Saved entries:
--- --- ---
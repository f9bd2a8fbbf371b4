// Copyright 2025 Schelling Point Labs Inc
// SPDX-License-Identifier: AGPL-3.0-only

//! Server error types and handling

use axum::{
    http::StatusCode,
    response::{IntoResponse, Response},
    Json,
};
use folio_api_contract::validation::field_messages;
use folio_api_contract::{ApiContractError, ProblemDetails};
use std::collections::HashMap;

/// Server result type
pub type ServerResult<T> = Result<T, ServerError>;

/// Server error types
#[derive(Debug, thiserror::Error)]
pub enum ServerError {
    #[error("Database error: {0}")]
    Database(#[from] folio_local_db::Error),

    #[error("Authentication error: {0}")]
    Auth(String),

    #[error("Authorization error: {0}")]
    Authorization(String),

    #[error("Validation error: {0}")]
    Validation(#[from] validator::ValidationErrors),

    #[error("Invalid request: {0}")]
    Contract(#[from] ApiContractError),

    #[error("Not found: {0}")]
    NotFound(String),

    #[error("Conflict: {0}")]
    Conflict(String),

    #[error("Invalid request: {0}")]
    BadRequest(String),

    #[error("Internal server error: {0}")]
    Internal(String),

    #[error("Rate limited")]
    RateLimited,
}

fn problem(kind: &str, title: &str, status: StatusCode, detail: String) -> ProblemDetails {
    ProblemDetails {
        problem_type: format!("https://docs.folio.dev/errors/{kind}"),
        title: title.to_string(),
        status: Some(status.as_u16()),
        detail,
        errors: HashMap::new(),
    }
}

impl ServerError {
    /// Convert error to Problem+JSON response
    pub fn to_problem(&self) -> ProblemDetails {
        match self {
            ServerError::Database(folio_local_db::Error::NotFound { entity, id }) => problem(
                "not-found",
                "Not Found",
                StatusCode::NOT_FOUND,
                format!("{entity} '{id}' not found"),
            ),
            ServerError::Database(folio_local_db::Error::Conflict(msg))
            | ServerError::Conflict(msg) => {
                problem("conflict", "Conflict", StatusCode::CONFLICT, msg.clone())
            }
            ServerError::Database(err) => problem(
                "database",
                "Database Error",
                StatusCode::INTERNAL_SERVER_ERROR,
                format!("Database operation failed: {err}"),
            ),
            ServerError::Auth(msg) => problem(
                "auth",
                "Authentication Failed",
                StatusCode::UNAUTHORIZED,
                msg.clone(),
            ),
            ServerError::Authorization(msg) => problem(
                "authz",
                "Authorization Failed",
                StatusCode::FORBIDDEN,
                msg.clone(),
            ),
            ServerError::Validation(err) => ProblemDetails {
                errors: field_messages(err),
                ..problem(
                    "validation",
                    "Validation Error",
                    StatusCode::BAD_REQUEST,
                    "Request validation failed".to_string(),
                )
            },
            ServerError::Contract(ApiContractError::Validation(err)) => {
                ServerError::Validation(err.clone()).to_problem()
            }
            ServerError::Contract(err) => problem(
                "bad-request",
                "Bad Request",
                StatusCode::BAD_REQUEST,
                err.to_string(),
            ),
            ServerError::NotFound(msg) => {
                problem("not-found", "Not Found", StatusCode::NOT_FOUND, msg.clone())
            }
            ServerError::BadRequest(msg) => problem(
                "bad-request",
                "Bad Request",
                StatusCode::BAD_REQUEST,
                msg.clone(),
            ),
            ServerError::Internal(msg) => problem(
                "internal",
                "Internal Server Error",
                StatusCode::INTERNAL_SERVER_ERROR,
                msg.clone(),
            ),
            ServerError::RateLimited => problem(
                "rate-limited",
                "Rate Limited",
                StatusCode::TOO_MANY_REQUESTS,
                "Too many requests".to_string(),
            ),
        }
    }
}

impl IntoResponse for ServerError {
    fn into_response(self) -> Response {
        let problem = self.to_problem();
        let status = StatusCode::from_u16(problem.status.unwrap_or(500))
            .unwrap_or(StatusCode::INTERNAL_SERVER_ERROR);
        if status.is_server_error() {
            tracing::error!(error = %self, "request failed");
        }
        (status, Json(problem)).into_response()
    }
}

/// Convert any error to ServerError
impl From<anyhow::Error> for ServerError {
    fn from(err: anyhow::Error) -> Self {
        ServerError::Internal(err.to_string())
    }
}

/// Convert IO errors
impl From<std::io::Error> for ServerError {
    fn from(err: std::io::Error) -> Self {
        ServerError::Internal(format!("IO error: {}", err))
    }
}

impl From<serde_json::Error> for ServerError {
    fn from(err: serde_json::Error) -> Self {
        ServerError::BadRequest(format!("Invalid JSON: {err}"))
    }
}

#[cfg(test)]
mod tests {
    use super::*;
    use validator::Validate;

    #[derive(Validate)]
    struct Named {
        #[validate(length(min = 1, message = "name is required"))]
        name: String,
    }

    #[test]
    fn store_errors_map_to_http_statuses() {
        let missing = ServerError::from(folio_local_db::Error::NotFound {
            entity: "post",
            id: "p1".into(),
        });
        assert_eq!(missing.to_problem().status, Some(404));

        let taken = ServerError::from(folio_local_db::Error::Conflict("slug taken".into()));
        assert_eq!(taken.to_problem().status, Some(409));
        assert_eq!(taken.to_problem().detail, "slug taken");
    }

    #[test]
    fn validation_errors_carry_field_messages() {
        let err = Named { name: String::new() }.validate().unwrap_err();
        let problem = ServerError::from(err).to_problem();
        assert_eq!(problem.status, Some(400));
        assert_eq!(problem.errors["name"], vec!["name is required".to_string()]);
    }

    #[test]
    fn contract_errors_are_bad_requests() {
        let problem = ServerError::from(ApiContractError::InvalidRange("1y".into())).to_problem();
        assert_eq!(problem.status, Some(400));
        assert!(problem.detail.contains("1y"));
    }
}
--- --- ---
**Your assignment:** Type the records again in full, matching them exactly.

**Exercise result:**
repository f9bd2a8fbbf371b4
// Copyright 2025 Schelling Point Labs Inc
// SPDX-License-Identifier: AGPL-3.0-only

//! Server error types and handling

use axum::{
    http::StatusCode,
    response::{IntoResponse, Response},
    Json,
};
use folio_api_contract::validation::field_messages;
use folio_api_contract::{ApiContractError, ProblemDetails};
use std::collections::HashMap;

/// Server result type
pub type ServerResult<T> = Result<T, ServerError>;

/// Server error types
#[derive(Debug, thiserror::Error)]
pub enum ServerError {
    #[error("Database error: {0}")]
    Database(#[from] folio_local_db::Error),

    #[error("Authentication error: {0}")]
    Auth(String),

    #[error("Authorization error: {0}")]
    Authorization(String),

    #[error("Validation error: {0}")]
    Validation(#[from] validator::ValidationErrors),

    #[error("Invalid request: {0}")]
    Contract(#[from] ApiContractError),

    #[error("Not found: {0}")]
    NotFound(String),

    #[error("Conflict: {0}")]
    Conflict(String),

    #[error("Invalid request: {0}")]
    BadRequest(String),

    #[error("Internal server error: {0}")]
    Internal(String),

    #[error("Rate limited")]
    RateLimited,
}

fn problem(kind: &str, title: &str, status: StatusCode, detail: String) -> ProblemDetails {
    ProblemDetails {
        problem_type: format!("https://docs.folio.dev/errors/{kind}"),
        title: title.to_string(),
        status: Some(status.as_u16()),
        detail,
        errors: HashMap::new(),
    }
}

impl ServerError {
    /// Convert error to Problem+JSON response
    pub fn to_problem(&self) -> ProblemDetails {
        match self {
            ServerError::Database(folio_local_db::Error::NotFound { entity, id }) => problem(
                "not-found",
                "Not Found",
                StatusCode::NOT_FOUND,
                format!("{entity} '{id}' not found"),
            ),
            ServerError::Database(folio_local_db::Error::Conflict(msg))
            | ServerError::Conflict(msg) => {
                problem("conflict", "Conflict", StatusCode::CONFLICT, msg.clone())
            }
            ServerError::Database(err) => problem(
                "database",
                "Database Error",
                StatusCode::INTERNAL_SERVER_ERROR,
                format!("Database operation failed: {err}"),
            ),
            ServerError::Auth(msg) => problem(
                "auth",
                "Authentication Failed",
                StatusCode::UNAUTHORIZED,
                msg.clone(),
            ),
            ServerError::Authorization(msg) => problem(
                "authz",
                "Authorization Failed",
                StatusCode::FORBIDDEN,
                msg.clone(),
            ),
            ServerError::Validation(err) => ProblemDetails {
                errors: field_messages(err),
                ..problem(
                    "validation",
                    "Validation Error",
                    StatusCode::BAD_REQUEST,
                    "Request validation failed".to_string(),
                )
            },
            ServerError::Contract(ApiContractError::Validation(err)) => {
                ServerError::Validation(err.clone()).to_problem()
            }
            ServerError::Contract(err) => problem(
                "bad-request",
                "Bad Request",
                StatusCode::BAD_REQUEST,
                err.to_string(),
            ),
            ServerError::NotFound(msg) => {
                problem("not-found", "Not Found", StatusCode::NOT_FOUND, msg.clone())
            }
            ServerError::BadRequest(msg) => problem(
                "bad-request",
                "Bad Request",
                StatusCode::BAD_REQUEST,
                msg.clone(),
            ),
            ServerError::Internal(msg) => problem(
                "internal",
                "Internal Server Error",
                StatusCode::INTERNAL_SERVER_ERROR,
                msg.clone(),
            ),
            ServerError::RateLimited => problem(
                "rate-limited",
                "Rate Limited",
                StatusCode::TOO_MANY_REQUESTS,
                "Too many requests".to_string(),
            ),
        }
    }
}

impl IntoResponse for ServerError {
    fn into_response(self) -> Response {
        let problem = self.to_problem();
        let status = StatusCode::from_u16(problem.status.unwrap_or(500))
            .unwrap_or(StatusCode::INTERNAL_SERVER_ERROR);
        if status.is_server_error() {
            tracing::error!(error = %self, "request failed");
        }
        (status, Json(problem)).into_response()
    }
}

/// Convert any error to ServerError
impl From<anyhow::Error> for ServerError {
    fn from(err: anyhow::Error) -> Self {
        ServerError::Internal(err.to_string())
    }
}

/// Convert IO errors
impl From<std::io::Error> for ServerError {
    fn from(err: std::io::Error) -> Self {
        ServerError::Internal(format!("IO error: {}", err))
    }
}

impl From<serde_json::Error> for ServerError {
    fn from(err: serde_json::Error) -> Self {
        ServerError::BadRequest(format!("Invalid JSON: {err}"))
    }
}

#[cfg(test)]
mod tests {
    use super::*;
    use validator::Validate;

    #[derive(Validate)]
    struct Named {
        #[validate(length(min = 1, message = "name is required"))]
        name: String,
    }

    #[test]
    fn store_errors_map_to_http_statuses() {
        let missing = ServerError::from(folio_local_db::Error::NotFound {
            entity: "post",
            id: "p1".into(),
        });
        assert_eq!(missing.to_problem().status, Some(404));

        let taken = ServerError::from(folio_local_db::Error::Conflict("slug taken".into()));
        assert_eq!(taken.to_problem().status, Some(409));
        assert_eq!(taken.to_problem().detail, "slug taken");
    }

    #[test]
    fn validation_errors_carry_field_messages() {
        let err = Named { name: String::new() }.validate().unwrap_err();
        let problem = ServerError::from(err).to_problem();
        assert_eq!(problem.status, Some(400));
        assert_eq!(problem.errors["name"], vec!["name is required".to_string()]);
    }

    #[test]
    fn contract_errors_are_bad_requests() {
        let problem = ServerError::from(ApiContractError::InvalidRange("1y".into())).to_problem();
        assert_eq!(problem.status, Some(400));
        assert!(problem.detail.contains("1y"));
    }
}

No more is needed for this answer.